242. М. И. Муравьеву-Апостолу. <Петербург>, 8 апреля 1857 г.
Упорное молчание ваше, добрый друг Матвей Иванович, пережило мою болезнь, которая продолжается почти три месяца. Теперь я выздоравливаю, хотя довольно медленно. <...>
Не говорю о том, что делают с вами, это меня так волнует при моей теперешней восприимчивости, что я думать об этом не могу. Верно, вы читали мои письма к Евгению. Следовательно, нечего повторять. Наконец, вы меня знаете и можете судить о том, что я чувствую. Почти уверен, что это изменится, потому что должно дойти до царя: он ничего не знает. Ему даже не докладывает, а действует Долгорукой, который пикирует с Закревским. Тоска, да и только*.
* (Конфликты возвращавшихся из Сибири декабристов с московским генерал-губернатором А. А. Закревским и шефом жандармов В. А. Долгоруковым - волновали И. И. Пущина. Власти запрещали им даже на некоторое время задерживаться в Москве для отдыха или получения квалифицированной медицинской помощи. М. И. Муравьев-Апостол с 3 января жил в деревне Зыкове под Москвой, а 12 апреля 1857 г. переехал в Тверь.)
Свистунову позволено ехать в Париж, за поручительством брата, на шесть недель*. Поймите тут что-нибудь.
* (Разрешение на поездку в Париж для свидания с матерью было дано Свистунову 1 апреля 1857 г.)
Оболенский мне как-то писал, будто вы видели кого-то, который вам сказал, что я всякий день гуляю по Невскому. Это точно странно! Я с 3-го генваря жил на даче у брата, около 20-го занемог там и лежал пластом. Было несколько дней, что не думали, чтоб я встал. Благодаря бога, организм выдержал сильные средства, без которых нельзя было уничтожить болезнь. Нужно было действовать решительно. Бог помог, видно, надобно еще жить. Когда началась распутица и нельзя было родным ко мне ездить, не ломая бока, когда и доктору затруднительно было делать десять верст всякий день, иногда два раза в день, сестра Набокова обратилась с просьбою, чтоб мне позволено было переехать к ним.

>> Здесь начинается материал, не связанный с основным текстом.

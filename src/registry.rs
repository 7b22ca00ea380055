//! The boundary between the switch logic and the OS input source registry.

use crate::error::Result;

/// Access to the set of input sources the OS currently offers.
///
/// `Source` is an opaque handle: the switcher only ever reads its identifier
/// through [`InputSourceRegistry::source_id`] and hands it back to
/// [`InputSourceRegistry::select`].
pub trait InputSourceRegistry {
    type Source;

    /// Every enabled input source, in the order the OS reports them.
    /// Queried fresh on each call.
    fn sources(&self) -> Result<Vec<Self::Source>>;

    /// The identifier property of `source`, if it has one.
    fn source_id(&self, source: &Self::Source) -> Option<String>;

    /// Asks the OS to make `source` the active input source and returns its
    /// raw status code (0 on success).
    fn select(&self, source: &Self::Source) -> i32;

    /// Identifier of the input source currently receiving keystrokes.
    fn current_id(&self) -> Result<String>;
}
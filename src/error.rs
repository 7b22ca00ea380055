use thiserror::Error;

/// Errors raised while talking to the text input source registry.
#[derive(Debug, Error)]
pub enum Error {
    /// No enabled input source carries the requested identifier.
    #[error("input source '{0}' not found")]
    NotFound(String),

    /// The source was found but the OS refused to make it active.
    #[error("failed to select input source '{id}' (error code: {status})")]
    Select { id: String, status: i32 },

    /// The OS returned a null handle where a list or property was expected.
    #[error("failed to query input sources: {0}")]
    Enumerate(&'static str),

    #[error("{0}")]
    Unsupported(&'static str),
}

pub type Result<T> = std::result::Result<T, Error>;
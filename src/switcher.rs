//! Selecting an input source by identifier.
//!
//! Both entry points enumerate the registry, keep the sources whose
//! identifier equals the request byte for byte, and select the first one in
//! enumeration order. They differ only in how a miss or a non-zero status
//! from the OS is reported.

use crate::error::{Error, Result};
use crate::registry::InputSourceRegistry;

/// Result of a lenient switch.
#[derive(Debug, Clone, Copy, PartialEq, Eq)]
pub enum Outcome {
    /// A matching source was handed to the OS.
    Selected,
    /// Nothing matched; the active source was left alone.
    NotFound,
}

fn find_first<R: InputSourceRegistry>(
    registry: &R,
    identifier: &str,
) -> Result<Option<R::Source>> {
    let sources = registry.sources()?;
    log::debug!("enumerated {} input sources", sources.len());

    Ok(sources
        .into_iter()
        .find(|source| registry.source_id(source).as_deref() == Some(identifier)))
}

/// Switches to `identifier` if the registry offers it.
///
/// A missing identifier is not an error, and the status returned by the
/// selection call is only logged.
pub fn switch_with<R: InputSourceRegistry>(registry: &R, identifier: &str) -> Result<Outcome> {
    let Some(source) = find_first(registry, identifier)? else {
        log::debug!("no input source matches '{}', nothing to do", identifier);
        return Ok(Outcome::NotFound);
    };

    let status = registry.select(&source);
    if status != 0 {
        log::warn!(
            "selecting input source '{}' returned status {}",
            identifier,
            status
        );
    } else {
        log::debug!("selected input source '{}'", identifier);
    }

    Ok(Outcome::Selected)
}

/// Switches to `identifier`, failing with [`Error::NotFound`] when no source
/// matches and [`Error::Select`] when the OS rejects the selection.
pub fn select_with<R: InputSourceRegistry>(registry: &R, identifier: &str) -> Result<()> {
    let source =
        find_first(registry, identifier)?.ok_or_else(|| Error::NotFound(identifier.to_string()))?;

    match registry.select(&source) {
        0 => {
            log::debug!("selected input source '{}'", identifier);
            Ok(())
        }
        status => Err(Error::Select {
            id: identifier.to_string(),
            status,
        }),
    }
}
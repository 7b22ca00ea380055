use clap::Parser;
use std::process;

#[derive(Parser, Debug)]
#[command(
    name = "inputlang",
    version,
    about = "Switch the active input source on macOS",
    long_about = None
)]
struct Args {
    /// Input source identifier to switch to, e.g. com.apple.keylayout.US
    /// If not provided, the current input source will be displayed
    input_source: Option<String>,

    #[arg(short, long, help = "List the identifiers of all enabled input sources")]
    list: bool,

    #[arg(
        long,
        help = "Do nothing instead of failing when the identifier is not installed"
    )]
    lenient: bool,

    #[arg(short, long, help = "Enable verbose output for debugging")]
    verbose: bool,
}

fn init_logger(verbose: bool) {
    let level = if verbose { "debug" } else { "warn" };
    env_logger::Builder::from_env(env_logger::Env::default().default_filter_or(level)).init();
}

fn run(args: &Args) -> inputlang::Result<()> {
    if args.list {
        for id in inputlang::input_source_ids()? {
            println!("{}", id);
        }
        return Ok(());
    }

    match &args.input_source {
        None => println!("{}", inputlang::current_input_source()?),
        Some(id) if args.lenient => inputlang::switch_input_language(id)?,
        Some(id) => inputlang::select_input_source(id)?,
    }
    Ok(())
}

fn main() {
    let args = Args::parse();
    init_logger(args.verbose);

    if let Err(e) = run(&args) {
        eprintln!("Error: {}", e);
        process::exit(1);
    }
}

Высочайше разрешено мне до выздоровления жить в столице. Меня перевезли 19 февраля, и с тех <пор> я безвыходно дома. Жду, чтоб установилась погода, чтоб ездить кататься. Обещают, что воздух должен меня укрепить. Увидим. Дыхание очень коротко - и это должно поправиться. Вообще пришлось довольно похворать и не на шутку. Еще никогда так болен не был. Может быть, эта трудная болезнь необходима была для меня.
Пожалуйста, скажите словечко, как вы? Как уладились ваши дела? Вообще не отчуждайте меня - мы должны плотнее держаться друг друга, хотя и разлучены.
Обнимаю вас крепко. Обнимаю вместе с вами добрую кумушку Марью Константиновну. Целую в лобик Анеточку - Гутиньке кланяюсь.